§ YOUR GOAL
Find the lines in the records below that contain "level", and report each of them.

Saved entries
══════════

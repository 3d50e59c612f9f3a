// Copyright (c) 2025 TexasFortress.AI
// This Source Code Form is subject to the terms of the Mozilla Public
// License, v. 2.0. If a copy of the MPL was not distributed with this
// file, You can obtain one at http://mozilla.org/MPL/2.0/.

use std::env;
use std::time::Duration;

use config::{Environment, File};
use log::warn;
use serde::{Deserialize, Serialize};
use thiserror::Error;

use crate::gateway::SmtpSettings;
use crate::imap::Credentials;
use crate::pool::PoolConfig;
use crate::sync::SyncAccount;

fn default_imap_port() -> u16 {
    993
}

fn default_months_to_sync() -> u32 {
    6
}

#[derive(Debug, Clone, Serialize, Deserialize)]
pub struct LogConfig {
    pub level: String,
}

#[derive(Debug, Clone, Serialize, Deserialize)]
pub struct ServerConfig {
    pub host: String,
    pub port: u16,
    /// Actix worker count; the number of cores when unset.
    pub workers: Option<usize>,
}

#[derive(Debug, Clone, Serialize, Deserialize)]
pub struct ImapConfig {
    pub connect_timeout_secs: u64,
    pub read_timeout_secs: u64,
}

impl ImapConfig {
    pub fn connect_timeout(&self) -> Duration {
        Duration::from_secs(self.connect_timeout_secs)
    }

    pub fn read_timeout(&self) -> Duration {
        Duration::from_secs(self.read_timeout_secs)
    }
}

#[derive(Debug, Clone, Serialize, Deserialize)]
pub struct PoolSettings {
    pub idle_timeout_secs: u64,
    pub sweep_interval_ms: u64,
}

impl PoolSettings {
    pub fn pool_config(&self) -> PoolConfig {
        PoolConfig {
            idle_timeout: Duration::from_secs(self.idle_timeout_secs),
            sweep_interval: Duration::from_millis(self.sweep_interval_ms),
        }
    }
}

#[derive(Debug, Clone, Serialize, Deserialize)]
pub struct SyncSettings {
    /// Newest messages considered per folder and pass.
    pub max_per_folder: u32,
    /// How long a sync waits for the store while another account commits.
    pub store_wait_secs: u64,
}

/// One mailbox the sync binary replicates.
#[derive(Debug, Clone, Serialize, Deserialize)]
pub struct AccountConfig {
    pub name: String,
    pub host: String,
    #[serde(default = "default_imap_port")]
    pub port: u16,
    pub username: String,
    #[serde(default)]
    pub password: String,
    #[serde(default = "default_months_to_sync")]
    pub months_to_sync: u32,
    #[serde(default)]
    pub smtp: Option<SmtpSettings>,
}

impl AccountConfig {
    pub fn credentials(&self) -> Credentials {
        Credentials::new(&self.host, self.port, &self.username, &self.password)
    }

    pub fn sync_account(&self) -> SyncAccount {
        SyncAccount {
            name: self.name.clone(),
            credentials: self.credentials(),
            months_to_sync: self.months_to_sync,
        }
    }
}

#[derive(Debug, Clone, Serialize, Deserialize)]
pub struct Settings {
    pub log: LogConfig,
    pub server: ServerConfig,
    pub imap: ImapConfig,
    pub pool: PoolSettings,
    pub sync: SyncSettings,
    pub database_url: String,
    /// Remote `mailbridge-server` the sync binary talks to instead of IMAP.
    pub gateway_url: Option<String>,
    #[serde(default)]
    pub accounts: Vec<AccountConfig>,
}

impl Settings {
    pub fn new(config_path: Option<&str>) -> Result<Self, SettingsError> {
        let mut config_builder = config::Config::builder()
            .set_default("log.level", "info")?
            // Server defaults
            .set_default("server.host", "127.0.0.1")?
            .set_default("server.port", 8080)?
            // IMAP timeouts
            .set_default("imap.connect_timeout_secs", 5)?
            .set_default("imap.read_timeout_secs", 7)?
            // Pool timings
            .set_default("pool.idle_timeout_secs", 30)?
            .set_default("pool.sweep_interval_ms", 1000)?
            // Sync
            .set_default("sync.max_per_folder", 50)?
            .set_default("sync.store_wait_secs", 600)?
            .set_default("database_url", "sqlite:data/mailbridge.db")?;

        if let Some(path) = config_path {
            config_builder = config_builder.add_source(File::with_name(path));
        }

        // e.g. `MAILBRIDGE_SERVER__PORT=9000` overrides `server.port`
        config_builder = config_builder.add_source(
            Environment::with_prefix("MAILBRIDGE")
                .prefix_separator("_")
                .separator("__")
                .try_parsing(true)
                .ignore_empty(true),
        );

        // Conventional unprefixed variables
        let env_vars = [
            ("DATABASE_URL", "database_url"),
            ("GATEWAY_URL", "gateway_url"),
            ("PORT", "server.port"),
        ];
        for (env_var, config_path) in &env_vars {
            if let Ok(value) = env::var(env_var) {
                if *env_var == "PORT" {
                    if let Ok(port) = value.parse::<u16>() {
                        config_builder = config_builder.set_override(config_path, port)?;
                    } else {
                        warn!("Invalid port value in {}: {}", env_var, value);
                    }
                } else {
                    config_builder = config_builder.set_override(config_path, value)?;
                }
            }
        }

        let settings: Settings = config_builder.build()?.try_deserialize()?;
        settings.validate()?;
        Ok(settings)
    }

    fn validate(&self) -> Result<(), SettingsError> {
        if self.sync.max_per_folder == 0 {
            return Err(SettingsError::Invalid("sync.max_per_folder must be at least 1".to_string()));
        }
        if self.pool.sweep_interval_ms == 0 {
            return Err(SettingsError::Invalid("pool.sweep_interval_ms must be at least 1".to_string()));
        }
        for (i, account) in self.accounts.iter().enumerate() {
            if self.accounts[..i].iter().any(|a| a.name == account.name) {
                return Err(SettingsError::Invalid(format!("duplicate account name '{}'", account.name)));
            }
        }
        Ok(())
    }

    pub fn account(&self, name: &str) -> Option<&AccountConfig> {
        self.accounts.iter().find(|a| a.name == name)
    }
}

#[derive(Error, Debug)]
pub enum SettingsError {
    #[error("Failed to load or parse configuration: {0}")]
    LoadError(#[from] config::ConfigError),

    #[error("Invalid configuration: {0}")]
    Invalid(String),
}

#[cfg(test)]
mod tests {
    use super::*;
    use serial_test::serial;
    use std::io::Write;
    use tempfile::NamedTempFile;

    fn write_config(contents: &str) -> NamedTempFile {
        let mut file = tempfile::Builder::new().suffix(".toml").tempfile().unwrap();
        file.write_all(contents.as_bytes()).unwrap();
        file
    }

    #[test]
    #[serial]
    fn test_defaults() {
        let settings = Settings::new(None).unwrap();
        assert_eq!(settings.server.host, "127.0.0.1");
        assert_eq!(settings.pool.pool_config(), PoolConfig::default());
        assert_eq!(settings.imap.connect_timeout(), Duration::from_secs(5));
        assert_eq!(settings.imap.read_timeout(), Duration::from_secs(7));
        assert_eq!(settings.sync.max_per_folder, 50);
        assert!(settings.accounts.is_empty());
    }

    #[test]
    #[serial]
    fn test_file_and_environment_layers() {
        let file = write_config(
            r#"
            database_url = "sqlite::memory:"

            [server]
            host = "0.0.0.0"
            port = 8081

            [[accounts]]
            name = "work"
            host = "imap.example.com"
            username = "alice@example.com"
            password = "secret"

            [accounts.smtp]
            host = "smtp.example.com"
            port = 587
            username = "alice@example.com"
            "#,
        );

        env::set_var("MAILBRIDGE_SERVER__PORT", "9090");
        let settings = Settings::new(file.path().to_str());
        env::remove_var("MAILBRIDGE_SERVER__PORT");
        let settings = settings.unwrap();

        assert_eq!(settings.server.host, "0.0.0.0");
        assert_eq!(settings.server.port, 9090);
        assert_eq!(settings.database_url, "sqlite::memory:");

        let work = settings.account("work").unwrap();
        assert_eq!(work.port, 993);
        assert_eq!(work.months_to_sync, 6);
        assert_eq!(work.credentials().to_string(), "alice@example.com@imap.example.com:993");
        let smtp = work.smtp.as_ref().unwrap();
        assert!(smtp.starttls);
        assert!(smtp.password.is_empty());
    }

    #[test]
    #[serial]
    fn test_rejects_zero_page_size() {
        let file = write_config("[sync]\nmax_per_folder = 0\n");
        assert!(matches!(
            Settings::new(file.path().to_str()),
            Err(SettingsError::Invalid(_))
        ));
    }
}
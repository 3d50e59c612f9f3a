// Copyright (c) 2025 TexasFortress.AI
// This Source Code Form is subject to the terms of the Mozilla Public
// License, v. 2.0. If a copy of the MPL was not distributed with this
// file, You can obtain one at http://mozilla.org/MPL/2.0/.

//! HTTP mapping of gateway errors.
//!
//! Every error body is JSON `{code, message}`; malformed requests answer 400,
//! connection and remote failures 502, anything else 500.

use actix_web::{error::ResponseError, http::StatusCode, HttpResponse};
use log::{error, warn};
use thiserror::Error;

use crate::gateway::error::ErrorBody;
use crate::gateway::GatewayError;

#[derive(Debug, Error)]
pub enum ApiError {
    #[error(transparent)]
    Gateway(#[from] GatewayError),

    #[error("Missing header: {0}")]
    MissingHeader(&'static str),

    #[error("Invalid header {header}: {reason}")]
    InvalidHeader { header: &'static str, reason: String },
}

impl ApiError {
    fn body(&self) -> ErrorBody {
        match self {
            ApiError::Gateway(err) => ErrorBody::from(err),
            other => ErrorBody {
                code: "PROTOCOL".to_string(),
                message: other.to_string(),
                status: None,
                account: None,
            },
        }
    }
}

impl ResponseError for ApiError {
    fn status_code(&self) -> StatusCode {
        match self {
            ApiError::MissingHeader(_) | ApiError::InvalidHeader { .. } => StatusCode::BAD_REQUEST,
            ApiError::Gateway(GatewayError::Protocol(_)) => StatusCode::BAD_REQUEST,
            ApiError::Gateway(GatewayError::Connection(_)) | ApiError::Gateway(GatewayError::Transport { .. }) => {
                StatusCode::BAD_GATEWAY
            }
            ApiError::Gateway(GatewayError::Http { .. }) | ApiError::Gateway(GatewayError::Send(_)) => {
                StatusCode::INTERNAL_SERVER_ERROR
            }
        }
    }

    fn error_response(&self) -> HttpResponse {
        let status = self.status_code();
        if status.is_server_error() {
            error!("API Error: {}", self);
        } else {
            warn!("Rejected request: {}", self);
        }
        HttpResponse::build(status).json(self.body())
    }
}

══════════

§ SOLUTION TO THE EXERCISE
    pub level: String,
            .set_default("log.level", "info")?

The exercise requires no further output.